_YOUR OBJECTIVE_
Would you set down every entry shown below, precisely as written?

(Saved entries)
//! Baseline-relative source window
//!
//! Some sensors drift between performers and between shows. Rather than a
//! fixed range, the window is recomputed on every reading from a baseline
//! measured alongside it.

use super::range::{map_to_cue, SourceRange};

/// Baseline below which the window falls back to the fixed default range
pub const DEFAULT_THRESHOLD: f64 = 0.1;

/// Fraction of the baseline the window extends below it
pub const DEFAULT_LOWER_MARGIN: f64 = 0.05;

/// Fraction of the baseline the window extends above it
pub const DEFAULT_UPPER_MARGIN: f64 = 0.2;

/// Upper bound of the fallback range `[0, default_max]`
pub const DEFAULT_FALLBACK_MAX: f64 = 1024.0;

/// Window around a live baseline
#[derive(Debug, Clone, Copy, PartialEq)]
pub struct AdaptiveWindow {
    /// Fallback range upper bound when no usable baseline is present
    pub default_max: f64,
    /// Baselines at or below this are treated as noise
    pub threshold: f64,
    pub lower_margin: f64,
    pub upper_margin: f64,
}

impl AdaptiveWindow {
    /// Create a window with the standard margins and the given fallback
    pub fn new(default_max: f64) -> Self {
        Self {
            default_max,
            ..Self::default()
        }
    }

    /// Set the proportional margins below and above the baseline
    pub fn with_margins(mut self, lower: f64, upper: f64) -> Self {
        self.lower_margin = lower;
        self.upper_margin = upper;
        self
    }

    /// Set the noise threshold
    pub fn with_threshold(mut self, threshold: f64) -> Self {
        self.threshold = threshold;
        self
    }

    /// Effective source range for a baseline. A window that collapses or
    /// overflows is replaced by the fallback, so the result always has
    /// `min < max`.
    pub fn source_range(&self, baseline: f64) -> SourceRange {
        if baseline > self.threshold {
            let window = SourceRange::new(
                (baseline - baseline * self.lower_margin).max(0.0),
                baseline + baseline * self.upper_margin,
            );
            if window.is_valid() {
                return window;
            }
        }
        self.fallback()
    }

    /// Range used when no usable baseline is available
    pub fn fallback(&self) -> SourceRange {
        SourceRange::new(0.0, self.default_max)
    }
}

impl Default for AdaptiveWindow {
    fn default() -> Self {
        Self {
            default_max: DEFAULT_FALLBACK_MAX,
            threshold: DEFAULT_THRESHOLD,
            lower_margin: DEFAULT_LOWER_MARGIN,
            upper_margin: DEFAULT_UPPER_MARGIN,
        }
    }
}

/// Map a reading through a window derived from `baseline`, using the
/// standard threshold and margins.
pub fn map_adaptive(
    value: f64,
    baseline: f64,
    default_max: f64,
    dest_min: i32,
    dest_max: i32,
) -> i32 {
    let range = AdaptiveWindow::new(default_max).source_range(baseline);
    map_to_cue(value, range.min, range.max, dest_min, dest_max)
}

#[cfg(test)]
mod tests {
    use super::*;

    #[test]
    fn test_window_around_baseline() {
        let range = AdaptiveWindow::default().source_range(100.0);
        assert_eq!(range, SourceRange::new(95.0, 120.0));
    }

    #[test]
    fn test_window_edges_hit_bank_edges() {
        assert_eq!(map_adaptive(95.0, 100.0, 1024.0, 1, 20), 1);
        assert_eq!(map_adaptive(120.0, 100.0, 1024.0, 1, 20), 20);
    }

    #[test]
    fn test_reading_below_window_clamps_to_first_cue() {
        assert_eq!(map_adaptive(60.0, 100.0, 1024.0, 1, 20), 1);
    }

    #[test]
    fn test_zero_baseline_falls_back_to_fixed_range() {
        let mut value = -50.0;
        while value < 1100.0 {
            assert_eq!(
                map_adaptive(value, 0.0, 1024.0, 1, 20),
                map_to_cue(value, 0.0, 1024.0, 1, 20),
            );
            value += 7.5;
        }
    }

    #[test]
    fn test_noise_baseline_falls_back() {
        let window = AdaptiveWindow::default();
        assert_eq!(window.source_range(0.1), window.fallback());
        assert_eq!(window.source_range(0.05), window.fallback());
        assert_eq!(window.source_range(-4.0), window.fallback());
        assert_ne!(window.source_range(0.11), window.fallback());
    }

    #[test]
    fn test_custom_margins() {
        let window = AdaptiveWindow::new(700.0).with_margins(0.1, 0.5);
        assert_eq!(window.source_range(200.0), SourceRange::new(180.0, 300.0));
        assert_eq!(window.fallback(), SourceRange::new(0.0, 700.0));
    }

    #[test]
    fn test_window_never_goes_negative() {
        let window = AdaptiveWindow::default().with_margins(1.5, 0.2);
        let range = window.source_range(10.0);
        assert_eq!(range.min, 0.0);
        assert!(range.is_valid());
    }

    #[test]
    fn test_collapsed_window_falls_back() {
        let window = AdaptiveWindow::default().with_margins(0.0, 1e-17);
        assert_eq!(window.source_range(1.0), window.fallback());

        let window = AdaptiveWindow::default().with_threshold(0.0);
        assert_eq!(window.source_range(5e-324), window.fallback());
    }

    #[test]
    fn test_overflowing_window_falls_back() {
        let window = AdaptiveWindow::default();
        let range = window.source_range(1.7e308);
        assert_eq!(range, window.fallback());
        assert_eq!(map_adaptive(1.79e308, 1.7e308, 1024.0, 1, 20), 20);
    }

    #[test]
    fn test_window_always_valid() {
        let window = AdaptiveWindow::default();
        for baseline in [0.0, 0.11, 1.0, 100.0, 1e6, 1e300, f64::MAX, f64::INFINITY, f64::NAN] {
            assert!(window.source_range(baseline).is_valid(), "baseline {}", baseline);
        }
    }
}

_RESPONSE BOX_
//! Baseline-relative source window
//!
//! Some sensors drift between performers and between shows. Rather than a
//! fixed range, the window is recomputed on every reading from a baseline
//! measured alongside it.

use super::range::{map_to_cue, SourceRange};

/// Baseline below which the window falls back to the fixed default range
pub const DEFAULT_THRESHOLD: f64 = 0.1;

/// Fraction of the baseline the window extends below it
pub const DEFAULT_LOWER_MARGIN: f64 = 0.05;

/// Fraction of the baseline the window extends above it
pub const DEFAULT_UPPER_MARGIN: f64 = 0.2;

/// Upper bound of the fallback range `[0, default_max]`
pub const DEFAULT_FALLBACK_MAX: f64 = 1024.0;

/// Window around a live baseline
#[derive(Debug, Clone, Copy, PartialEq)]
pub struct AdaptiveWindow {
    /// Fallback range upper bound when no usable baseline is present
    pub default_max: f64,
    /// Baselines at or below this are treated as noise
    pub threshold: f64,
    pub lower_margin: f64,
    pub upper_margin: f64,
}

impl AdaptiveWindow {
    /// Create a window with the standard margins and the given fallback
    pub fn new(default_max: f64) -> Self {
        Self {
            default_max,
            ..Self::default()
        }
    }

    /// Set the proportional margins below and above the baseline
    pub fn with_margins(mut self, lower: f64, upper: f64) -> Self {
        self.lower_margin = lower;
        self.upper_margin = upper;
        self
    }

    /// Set the noise threshold
    pub fn with_threshold(mut self, threshold: f64) -> Self {
        self.threshold = threshold;
        self
    }

    /// Effective source range for a baseline. A window that collapses or
    /// overflows is replaced by the fallback, so the result always has
    /// `min < max`.
    pub fn source_range(&self, baseline: f64) -> SourceRange {
        if baseline > self.threshold {
            let window = SourceRange::new(
                (baseline - baseline * self.lower_margin).max(0.0),
                baseline + baseline * self.upper_margin,
            );
            if window.is_valid() {
                return window;
            }
        }
        self.fallback()
    }

    /// Range used when no usable baseline is available
    pub fn fallback(&self) -> SourceRange {
        SourceRange::new(0.0, self.default_max)
    }
}

impl Default for AdaptiveWindow {
    fn default() -> Self {
        Self {
            default_max: DEFAULT_FALLBACK_MAX,
            threshold: DEFAULT_THRESHOLD,
            lower_margin: DEFAULT_LOWER_MARGIN,
            upper_margin: DEFAULT_UPPER_MARGIN,
        }
    }
}

/// Map a reading through a window derived from `baseline`, using the
/// standard threshold and margins.
pub fn map_adaptive(
    value: f64,
    baseline: f64,
    default_max: f64,
    dest_min: i32,
    dest_max: i32,
) -> i32 {
    let range = AdaptiveWindow::new(default_max).source_range(baseline);
    map_to_cue(value, range.min, range.max, dest_min, dest_max)
}

#[cfg(test)]
mod tests {
    use super::*;

    #[test]
    fn test_window_around_baseline() {
        let range = AdaptiveWindow::default().source_range(100.0);
        assert_eq!(range, SourceRange::new(95.0, 120.0));
    }

    #[test]
    fn test_window_edges_hit_bank_edges() {
        assert_eq!(map_adaptive(95.0, 100.0, 1024.0, 1, 20), 1);
        assert_eq!(map_adaptive(120.0, 100.0, 1024.0, 1, 20), 20);
    }

    #[test]
    fn test_reading_below_window_clamps_to_first_cue() {
        assert_eq!(map_adaptive(60.0, 100.0, 1024.0, 1, 20), 1);
    }

    #[test]
    fn test_zero_baseline_falls_back_to_fixed_range() {
        let mut value = -50.0;
        while value < 1100.0 {
            assert_eq!(
                map_adaptive(value, 0.0, 1024.0, 1, 20),
                map_to_cue(value, 0.0, 1024.0, 1, 20),
            );
            value += 7.5;
        }
    }

    #[test]
    fn test_noise_baseline_falls_back() {
        let window = AdaptiveWindow::default();
        assert_eq!(window.source_range(0.1), window.fallback());
        assert_eq!(window.source_range(0.05), window.fallback());
        assert_eq!(window.source_range(-4.0), window.fallback());
        assert_ne!(window.source_range(0.11), window.fallback());
    }

    #[test]
    fn test_custom_margins() {
        let window = AdaptiveWindow::new(700.0).with_margins(0.1, 0.5);
        assert_eq!(window.source_range(200.0), SourceRange::new(180.0, 300.0));
        assert_eq!(window.fallback(), SourceRange::new(0.0, 700.0));
    }

    #[test]
    fn test_window_never_goes_negative() {
        let window = AdaptiveWindow::default().with_margins(1.5, 0.2);
        let range = window.source_range(10.0);
        assert_eq!(range.min, 0.0);
        assert!(range.is_valid());
    }

    #[test]
    fn test_collapsed_window_falls_back() {
        let window = AdaptiveWindow::default().with_margins(0.0, 1e-17);
        assert_eq!(window.source_range(1.0), window.fallback());

        let window = AdaptiveWindow::default().with_threshold(0.0);
        assert_eq!(window.source_range(5e-324), window.fallback());
    }

    #[test]
    fn test_overflowing_window_falls_back() {
        let window = AdaptiveWindow::default();
        let range = window.source_range(1.7e308);
        assert_eq!(range, window.fallback());
        assert_eq!(map_adaptive(1.79e308, 1.7e308, 1024.0, 1, 20), 20);
    }

    #[test]
    fn test_window_always_valid() {
        let window = AdaptiveWindow::default();
        for baseline in [0.0, 0.11, 1.0, 100.0, 1e6, 1e300, f64::MAX, f64::INFINITY, f64::NAN] {
            assert!(window.source_range(baseline).is_valid(), "baseline {}", baseline);
        }
    }
}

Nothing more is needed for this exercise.